» Data for this exercise:
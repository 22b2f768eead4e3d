//! End-to-end search: parse, narrow, decompile, match, report.

use std::sync::atomic::{AtomicBool, Ordering};
use std::sync::Arc;

use parking_lot::Mutex;
use rayon::prelude::*;
use serde::Serialize;

use crate::error::SearchError;
use crate::host::HostAdapter;
use crate::model::{CandidateSet, Dialect, FunctionRef};
use crate::narrow::{CandidateNarrower, FunctionFilter};
use crate::query::{ContextLines, QueryFrontend};
use crate::report::{lines_for, ReportLevel};

/// One search invocation as a front end describes it.
#[derive(Debug, Clone, PartialEq, Eq)]
pub struct SearchRequest {
    pub pattern: String,
    pub dialect: Dialect,
    pub colorize: bool,
    /// Render every match, not just the per-function count.
    pub print_full: bool,
}

impl SearchRequest {
    pub fn new(pattern: impl Into<String>) -> Self {
        Self { pattern: pattern.into(), dialect: Dialect::C, colorize: false, print_full: false }
    }
}

/// Knobs that stay fixed across queries.
#[derive(Debug, Clone)]
pub struct SearchOptions {
    pub filter: FunctionFilter,
    pub context: ContextLines,
    /// Drop matches where two variables bind the same text.
    pub unique: bool,
    /// Keep at most one match per function.
    pub first_match_only: bool,
    /// Worker threads; 0 and 1 both mean sequential.
    pub jobs: usize,
    /// Search every function when no identifier resolves.
    pub scan_all_when_unresolved: bool,
}

impl Default for SearchOptions {
    fn default() -> Self {
        Self {
            filter: FunctionFilter::default(),
            context: ContextLines::default(),
            unique: false,
            first_match_only: false,
            jobs: 1,
            scan_all_when_unresolved: false,
        }
    }
}

/// Cooperative cancellation, checked before each candidate.
#[derive(Debug, Clone, Default)]
pub struct CancellationToken(Arc<AtomicBool>);

impl CancellationToken {
    pub fn new() -> Self {
        Self::default()
    }

    pub fn cancel(&self) {
        self.0.store(true, Ordering::SeqCst);
    }

    pub fn is_cancelled(&self) -> bool {
        self.0.load(Ordering::SeqCst)
    }
}

#[derive(Debug, Clone, PartialEq, Eq, Serialize)]
#[serde(tag = "event", rename_all = "snake_case")]
pub enum SearchEvent {
    NoTargets { identifiers: Vec<String> },
    CandidateCount { count: usize },
    Matches { function: FunctionRef, count: usize, snippets: Vec<String> },
    DecompilationFailed { function: FunctionRef, reason: String },
    Cancelled { remaining: usize },
}

/// Destination for search events.
pub trait ReportSink {
    fn emit(&mut self, event: &SearchEvent);
}

/// Writes report lines to the `log` facade.
#[derive(Debug, Clone, Copy, Default)]
pub struct LogSink;

impl ReportSink for LogSink {
    fn emit(&mut self, event: &SearchEvent) {
        for line in lines_for(event) {
            match line.level {
                ReportLevel::Info => log::info!("{line}"),
                ReportLevel::Warn => log::warn!("{line}"),
            }
        }
    }
}

/// Keeps every event in memory.
#[derive(Debug, Clone, Default)]
pub struct CollectingSink {
    pub events: Vec<SearchEvent>,
}

impl CollectingSink {
    pub fn new() -> Self {
        Self::default()
    }

    pub fn lines(&self) -> Vec<String> {
        self.events.iter().flat_map(lines_for).map(|l| l.text).collect()
    }
}

impl ReportSink for CollectingSink {
    fn emit(&mut self, event: &SearchEvent) {
        self.events.push(event.clone());
    }
}

#[derive(Debug, Clone, PartialEq, Eq, Serialize)]
pub struct FunctionHit {
    pub function: FunctionRef,
    pub count: usize,
}

/// What a search did, alongside the emitted events.
#[derive(Debug, Clone, Default, PartialEq, Eq, Serialize)]
pub struct SearchSummary {
    pub identifiers: Vec<String>,
    pub resolved: Vec<FunctionRef>,
    /// False when nothing resolved and the candidates (if any) are the full
    /// function list.
    pub narrowed: bool,
    pub candidates: usize,
    pub searched: usize,
    /// Functions with at least one match, by address.
    pub hits: Vec<FunctionHit>,
    pub failures: Vec<FunctionRef>,
    pub cancelled: bool,
    pub not_searched: usize,
}

impl SearchSummary {
    pub fn total_matches(&self) -> usize {
        self.hits.iter().map(|h| h.count).sum()
    }
}

enum Outcome {
    Searched { count: usize, snippets: Vec<String> },
    Failed(String),
    Skipped,
}

/// Drives one query over a host, narrowing first.
pub struct SearchOrchestrator<'a, H: HostAdapter + ?Sized, Q: QueryFrontend> {
    host: &'a H,
    frontend: &'a Q,
    options: SearchOptions,
    cancel: CancellationToken,
}

impl<'a, H: HostAdapter + ?Sized, Q: QueryFrontend> SearchOrchestrator<'a, H, Q> {
    pub fn new(host: &'a H, frontend: &'a Q, options: SearchOptions) -> Self {
        Self { host, frontend, options, cancel: CancellationToken::new() }
    }

    pub fn with_cancellation(mut self, token: CancellationToken) -> Self {
        self.cancel = token;
        self
    }

    /// Candidates the query would search, without decompiling anything.
    ///
    /// `None` when no identifier resolves and the full-scan fallback is off.
    pub fn candidates(
        &self,
        query: &Q::Query,
    ) -> (Vec<String>, Vec<FunctionRef>, Option<CandidateSet>) {
        let identifiers = self.frontend.identifiers(query);
        let narrowing = CandidateNarrower::new(self.host).narrow(&identifiers);
        let mut candidates = match narrowing.candidates {
            Some(set) => Some(set),
            None if self.options.scan_all_when_unresolved => {
                log::info!("no identifier resolves; scanning all functions");
                Some(self.host.functions().into_iter().collect())
            }
            None => None,
        };
        if let Some(set) = candidates.as_mut() {
            self.options.filter.apply(set);
        }
        (identifiers, narrowing.resolved, candidates)
    }

    /// Parse `request.pattern` and search every candidate, emitting events to
    /// `sink`. Only query and setup errors are returned; per-function
    /// failures become [`SearchEvent::DecompilationFailed`].
    pub fn run_query(
        &self,
        request: &SearchRequest,
        sink: &mut dyn ReportSink,
    ) -> Result<SearchSummary, SearchError> {
        let query = self.frontend.parse(&request.pattern, request.dialect)?;
        let (identifiers, resolved, candidates) = self.candidates(&query);
        let mut summary = SearchSummary {
            identifiers: identifiers.clone(),
            narrowed: !resolved.is_empty(),
            resolved,
            ..SearchSummary::default()
        };

        let Some(candidates) = candidates else {
            sink.emit(&SearchEvent::NoTargets { identifiers });
            return Ok(summary);
        };

        summary.candidates = candidates.len();
        sink.emit(&SearchEvent::CandidateCount { count: candidates.len() });
        let work = candidates.into_vec();

        if self.options.jobs <= 1 {
            for function in &work {
                let outcome = self.search_one(&query, &identifiers, function, request, None);
                record(&mut summary, sink, function, outcome);
            }
        } else {
            let pool = rayon::ThreadPoolBuilder::new()
                .num_threads(self.options.jobs)
                .build()
                .map_err(|e| SearchError::WorkerPool(e.to_string()))?;
            let session = Mutex::new(());
            let outcomes: Vec<Outcome> = pool.install(|| {
                work.par_iter()
                    .map(|f| self.search_one(&query, &identifiers, f, request, Some(&session)))
                    .collect()
            });
            for (function, outcome) in work.iter().zip(outcomes) {
                record(&mut summary, sink, function, outcome);
            }
        }

        if summary.not_searched > 0 {
            summary.cancelled = true;
            sink.emit(&SearchEvent::Cancelled { remaining: summary.not_searched });
        }
        summary.hits.sort_by_key(|h| h.function.address);
        summary.failures.sort_by_key(|f| f.address);
        log::info!(
            "{} matches in {} of {} searched functions",
            summary.total_matches(),
            summary.hits.len(),
            summary.searched
        );
        Ok(summary)
    }

    fn search_one(
        &self,
        query: &Q::Query,
        identifiers: &[String],
        function: &FunctionRef,
        request: &SearchRequest,
        session: Option<&Mutex<()>>,
    ) -> Outcome {
        if self.cancel.is_cancelled() {
            return Outcome::Skipped;
        }

        let decompiled = {
            let _guard = session.map(|m| m.lock());
            self.host.decompile(function)
        };
        let text = match decompiled {
            Ok(text) => text,
            Err(e) => {
                log::warn!("{e}");
                return Outcome::Failed(e.to_string());
            }
        };

        if let Some(missing) = identifiers.iter().find(|i| !text.contains(i.as_str())) {
            log::trace!("{function}: no `{missing}` in text, skipping matcher");
            return Outcome::Searched { count: 0, snippets: Vec::new() };
        }

        let mut matches = self.frontend.find_matches(query, &text);
        if self.options.unique {
            matches.retain(|m| m.has_unique_bindings(&text));
        }
        if self.options.first_match_only {
            matches.truncate(1);
        }

        let snippets = if request.print_full {
            matches
                .iter()
                .map(|m| {
                    self.frontend.display_with_context(
                        m,
                        &text,
                        self.options.context,
                        request.colorize,
                    )
                })
                .collect()
        } else {
            Vec::new()
        };
        Outcome::Searched { count: matches.len(), snippets }
    }
}

fn record(
    summary: &mut SearchSummary,
    sink: &mut dyn ReportSink,
    function: &FunctionRef,
    outcome: Outcome,
) {
    match outcome {
        Outcome::Searched { count, snippets } => {
            summary.searched += 1;
            if count > 0 {
                summary.hits.push(FunctionHit { function: function.clone(), count });
                sink.emit(&SearchEvent::Matches { function: function.clone(), count, snippets });
            }
        }
        Outcome::Failed(reason) => {
            summary.searched += 1;
            summary.failures.push(function.clone());
            sink.emit(&SearchEvent::DecompilationFailed { function: function.clone(), reason });
        }
        Outcome::Skipped => summary.not_searched += 1,
    }
}

#[cfg(test)]
mod tests {
    use super::*;

    #[test]
    fn cancellation_is_shared_between_clones() {
        let token = CancellationToken::new();
        let clone = token.clone();
        assert!(!clone.is_cancelled());
        token.cancel();
        assert!(clone.is_cancelled());
    }

    #[test]
    fn collecting_sink_renders_lines() {
        let mut sink = CollectingSink::new();
        sink.emit(&SearchEvent::CandidateCount { count: 2 });
        sink.emit(&SearchEvent::Cancelled { remaining: 1 });
        assert_eq!(
            sink.lines(),
            vec!["Searching through 2 functions..", "Search cancelled; 1 functions not searched"]
        );
    }

    #[test]
    fn events_serialize_with_tag() {
        let json = serde_json::to_value(SearchEvent::CandidateCount { count: 3 }).unwrap();
        assert_eq!(json, serde_json::json!({"event": "candidate_count", "count": 3}));
    }
}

» Exercise directions:
Your output must be the lines of the material above, from the first through the line that contains "pub fn new(pattern: impl", copied exactly. Include both endpoints and nothing else.

» Exercise solution:
repository 22b2f768eead4e3d
//! End-to-end search: parse, narrow, decompile, match, report.

use std::sync::atomic::{AtomicBool, Ordering};
use std::sync::Arc;

use parking_lot::Mutex;
use rayon::prelude::*;
use serde::Serialize;

use crate::error::SearchError;
use crate::host::HostAdapter;
use crate::model::{CandidateSet, Dialect, FunctionRef};
use crate::narrow::{CandidateNarrower, FunctionFilter};
use crate::query::{ContextLines, QueryFrontend};
use crate::report::{lines_for, ReportLevel};

/// One search invocation as a front end describes it.
#[derive(Debug, Clone, PartialEq, Eq)]
pub struct SearchRequest {
    pub pattern: String,
    pub dialect: Dialect,
    pub colorize: bool,
    /// Render every match, not just the per-function count.
    pub print_full: bool,
}

impl SearchRequest {
    pub fn new(pattern: impl Into<String>) -> Self {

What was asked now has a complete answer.